Для того чтобы немного пояснить, приведу пример. Волк,
какой он? Большинство, наверняка, представили тощего серого волка из
воспоминаний, сформированных виденными в детстве мультиками. Причем,
скорее всего, волка представили в лесной чаще. Таков стереотип. Он
вырабатывался годами: через рисунки, через мультфильмы. В
действительности же, волк только на крайней степени истощения выглядит
столь худым, как его изображают. В лесных чащах волки не живут, а
предпочитают степную местность, где больше
добычи.
Аналогично
и с монархистом. Из книг, преимущественно советских, из твердо
заученных (не осознанных, а именно заученных) формулировок
научно-диалектического материализма Маркса с его формационно-классовым
подходом выработалось определенное видение монархиста. На основе
классового подхода — это аристократ, представитель высшего, правящего
состояния. Наше мышление начинает рисовать высокого худощавого мужчину
лет сорока, с красивою рукою с длинными розовыми ногтями, кажущуюся еще
белее «от снежной белизны рукавника» (Тургенев), «волосы у него с
проседью, одет он во все серое, он кавалер нескольких орденов, у него
высокий лоб, орлиный нос, и лицо его не лишено известной правильности
черт» (Стендаль), усы, пенсне, французское prononciation… Этакий Павел
Кирсанов Тургенева или господин де Реналь Стендаля.
С другой стороны, оппоненты монархии не могли игнорировать
многомиллионных членств в монархических партиях начала прошлого века.
Поэтому нужно было повесить как можно больше ярлыков, насколько
возможно, создать непритягательный образ: необразованный погромщик,
одетый в оборванные и поношенные вещи, двумя словами — спившийся
пройдоха (сравните с карикатурами Лансере или Соколова). Высокий
лоб, узкие и маленькие глаза, расплывшиеся черты лица, щетина,
маленький нос — это не идейный враг коммунизма или либерализма (смотря
от эпохи), а совращенный чуждыми трудовому народу элементами
(аристократами, смотрите абзацем выше) криминалитет и необразованный
пролетариат.
Я бы хотел особо обратить ваше внимание на то
обстоятельство, что в подсознании русского народа, воспитанного
советской школой, при слове «монархист» возникают именно такие
ассоциации. Почему же они создавались, и почему их две?
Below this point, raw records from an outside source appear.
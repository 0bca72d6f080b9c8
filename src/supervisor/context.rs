//! Shared supervisor state (spec.md §5 "Shared resources"), in the teacher's
//! `ModeContext` shape: one struct bundling the `Arc<RwLock<_>>`/`Arc<_>` fields
//! every collaborator needs, handed around as `Arc<SupervisorContext>`.

use crate::common::grid::OccupancyGrid;
use crate::common::state::State;
use crate::common::types::{Focus, MoveType};
use crate::config::Config;
use crate::planning::behavior::{BehaviorKind, BehaviorSet};
use crate::planning::segment::PlanSegment;
use std::sync::atomic::{AtomicBool, AtomicUsize, Ordering};
use std::sync::Arc;
use tokio::sync::{Notify, RwLock};

pub struct SupervisorContext {
    pub config: Config,
    pub behaviors: BehaviorSet,

    state: RwLock<Option<State>>,
    grid: RwLock<Option<OccupancyGrid>>,
    goal: RwLock<State>,
    move_type: RwLock<MoveType>,
    focus: RwLock<Option<Focus>>,

    committed: RwLock<Option<(PlanSegment, BehaviorKind)>>,
    time_till_issue: RwLock<Option<f64>>,
    next_runtime: RwLock<Option<f64>>,

    /// Replaces the ad-hoc `busy` boolean with an atomic CAS on a two-state
    /// flag (spec.md §9 "Concurrency primitive").
    busy: AtomicBool,
    busy_done: Arc<Notify>,

    stuck: AtomicBool,
    stuck_count: AtomicUsize,
    tracking: AtomicBool,
}

impl SupervisorContext {
    pub fn new(config: Config, behaviors: BehaviorSet) -> Self {
        Self {
            config,
            behaviors,
            state: RwLock::new(None),
            grid: RwLock::new(None),
            goal: RwLock::new(State::ZERO),
            move_type: RwLock::new(MoveType::Hold),
            focus: RwLock::new(None),
            committed: RwLock::new(None),
            time_till_issue: RwLock::new(None),
            next_runtime: RwLock::new(None),
            busy: AtomicBool::new(false),
            busy_done: Arc::new(Notify::new()),
            stuck: AtomicBool::new(false),
            stuck_count: AtomicUsize::new(0),
            tracking: AtomicBool::new(false),
        }
    }

    pub async fn state(&self) -> Option<State> { *self.state.read().await }
    pub async fn set_state(&self, s: State) { *self.state.write().await = Some(s); }

    pub async fn grid(&self) -> tokio::sync::RwLockReadGuard<'_, Option<OccupancyGrid>> { self.grid.read().await }
    pub async fn set_grid(&self, g: OccupancyGrid) { *self.grid.write().await = Some(g); }

    /// Non-blocking grid read for use from the reference planner's synchronous
    /// tree expansion. Prefers a stale-but-safe read over blocking the one
    /// cooperative-cancellation point an in-flight `update_plan` has.
    pub fn try_read_grid(&self) -> Option<tokio::sync::RwLockReadGuard<'_, Option<OccupancyGrid>>> {
        self.grid.try_read().ok()
    }

    pub async fn goal(&self) -> State { *self.goal.read().await }
    pub async fn set_goal(&self, g: State) { *self.goal.write().await = g; }

    pub async fn move_type(&self) -> MoveType { *self.move_type.read().await }
    pub async fn set_move_type(&self, m: MoveType) { *self.move_type.write().await = m; }

    pub async fn focus(&self) -> Option<Focus> { *self.focus.read().await }
    pub async fn set_focus(&self, f: Option<Focus>) { *self.focus.write().await = f; }

    pub async fn committed(&self) -> tokio::sync::RwLockReadGuard<'_, Option<(PlanSegment, BehaviorKind)>> {
        self.committed.read().await
    }

    pub async fn commit(&self, segment: PlanSegment, behavior: BehaviorKind) {
        *self.committed.write().await = Some((segment, behavior));
    }

    pub async fn clear_committed(&self) { *self.committed.write().await = None; }

    pub async fn time_till_issue(&self) -> Option<f64> { *self.time_till_issue.read().await }
    pub async fn set_time_till_issue(&self, t: Option<f64>) { *self.time_till_issue.write().await = t; }

    pub async fn next_runtime(&self) -> Option<f64> { *self.next_runtime.read().await }
    pub async fn set_next_runtime(&self, t: Option<f64>) { *self.next_runtime.write().await = t; }

    /// Try-acquire on the `busy` flag; `true` means the caller now owns it.
    pub fn try_acquire_busy(&self) -> bool {
        self.busy.compare_exchange(false, true, Ordering::AcqRel, Ordering::Acquire).is_ok()
    }

    /// Releases `busy` and wakes anyone waiting in [`wait_for_busy_release`]
    /// (preemption's "wait until done" contract, spec.md §5).
    pub fn release_busy(&self) {
        self.busy.store(false, Ordering::Release);
        self.busy_done.notify_waiters();
    }

    pub fn is_busy(&self) -> bool { self.busy.load(Ordering::Acquire) }

    pub async fn wait_for_busy_release(&self) {
        while self.is_busy() {
            self.busy_done.notified().await;
        }
    }

    /// One-shot: `true` exactly once after the stuck latch fires, consumed by
    /// the next chain iteration (spec.md §9 Open Question 2 resolution).
    pub fn take_stuck(&self) -> bool { self.stuck.swap(false, Ordering::AcqRel) }

    pub fn is_stuck(&self) -> bool { self.stuck.load(Ordering::Acquire) }

    pub fn record_stuck_observation(&self, degenerate: bool) {
        if degenerate {
            let count = self.stuck_count.fetch_add(1, Ordering::AcqRel) + 1;
            if count >= self.config.params.stuck_threshold {
                self.stuck.store(true, Ordering::Release);
                self.stuck_count.store(0, Ordering::Release);
            }
        } else {
            self.stuck_count.store(0, Ordering::Release);
        }
    }

    pub fn set_tracking(&self, tracking: bool) { self.tracking.store(tracking, Ordering::Release); }
    pub fn tracking(&self) -> bool { self.tracking.load(Ordering::Acquire) }
}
Ответ прост: чтобы оттолкнуть массы от монархии уже на
подсознательном уровне. Оклеветать монарха не так легко, хотя и это
делалось в советское время (да и сейчас делается) с завидной
регулярностью. Поэтому действуют на заложенную в подкорку головного
мозга поговорку: скажи мне, кто твои друзья, и я скажу тебе, кто ты!
Нужно было опорочить монархистов. Вот они, те, кто собираются вокруг
Престола! Неужели ты, порядочный и честный труженик, хороший семьянин,
захочешь стать в одну шеренгу с ними?
Эта цель всегда достигается в виде карикатур, говорящих
образов: сразу же вспоминается карикатура из «Крокодила» — царь сидит на
шее рабочего, поп в это время вынимает у него из кармана деньги, а
«нетрудовой элемент» погоняет нагайкой. Такие образы надолго
запоминаются. Когда их воспринимают как бесспорное, когда им верят, то
не задумываются об их истинности или правдивости. Поэтому монархисты
сегодня ведут борьбу не столько с идеологией либерализма или коммунизма,
сколько с теми ярлыками, которые на них самих повешены либералами и
коммунистами.
Почему образов два? Чтобы укрепить неприятие к
монархическому движению. Эти образы обостряют наиболее низменные чувства
человека: зависть и презрение. К человеку, изображенному в первом
образе, воспитанный на коллективизме рабочий испытывает зависть («ишь,
богатеев развелось!»), а ко второму — презрение («сборище ленивых
тунеядцев!»). При этом хочет того человек или нет, но его мышление
создает комбинированный стереотип — ассоциацию. Скажем, когда Петрову
говорят, что Иванов монархист, Петров представляет не аристократа и не
погромщика (если, конечно, он лично с Ивановым не знаком), а человека, к
которому Петров привык испытывать презрение и нелюбовь, то есть плоды
двух исследованных нами образов. Если же Петров знает Иванова, причем
знает его с хорошей стороны, то реакцией у Петрова станет недоумение,
поскольку сознание придет в противоречие с рисуемыми бессознательным
образом. По Фрейду, конфликт ego и id.
С тем, что неприятие к монархии обусловливается не
сознательными доводами, которые есть у человека, а именно
бессознательными ассоциациями приходится согласиться, исходя из практики
монархической пропаганды. Наиболее действенными оказываются не
направленные на поиск положительных сторон монархии аргументы, а
аргументы, направленные против образов, на которые мы ранее указали.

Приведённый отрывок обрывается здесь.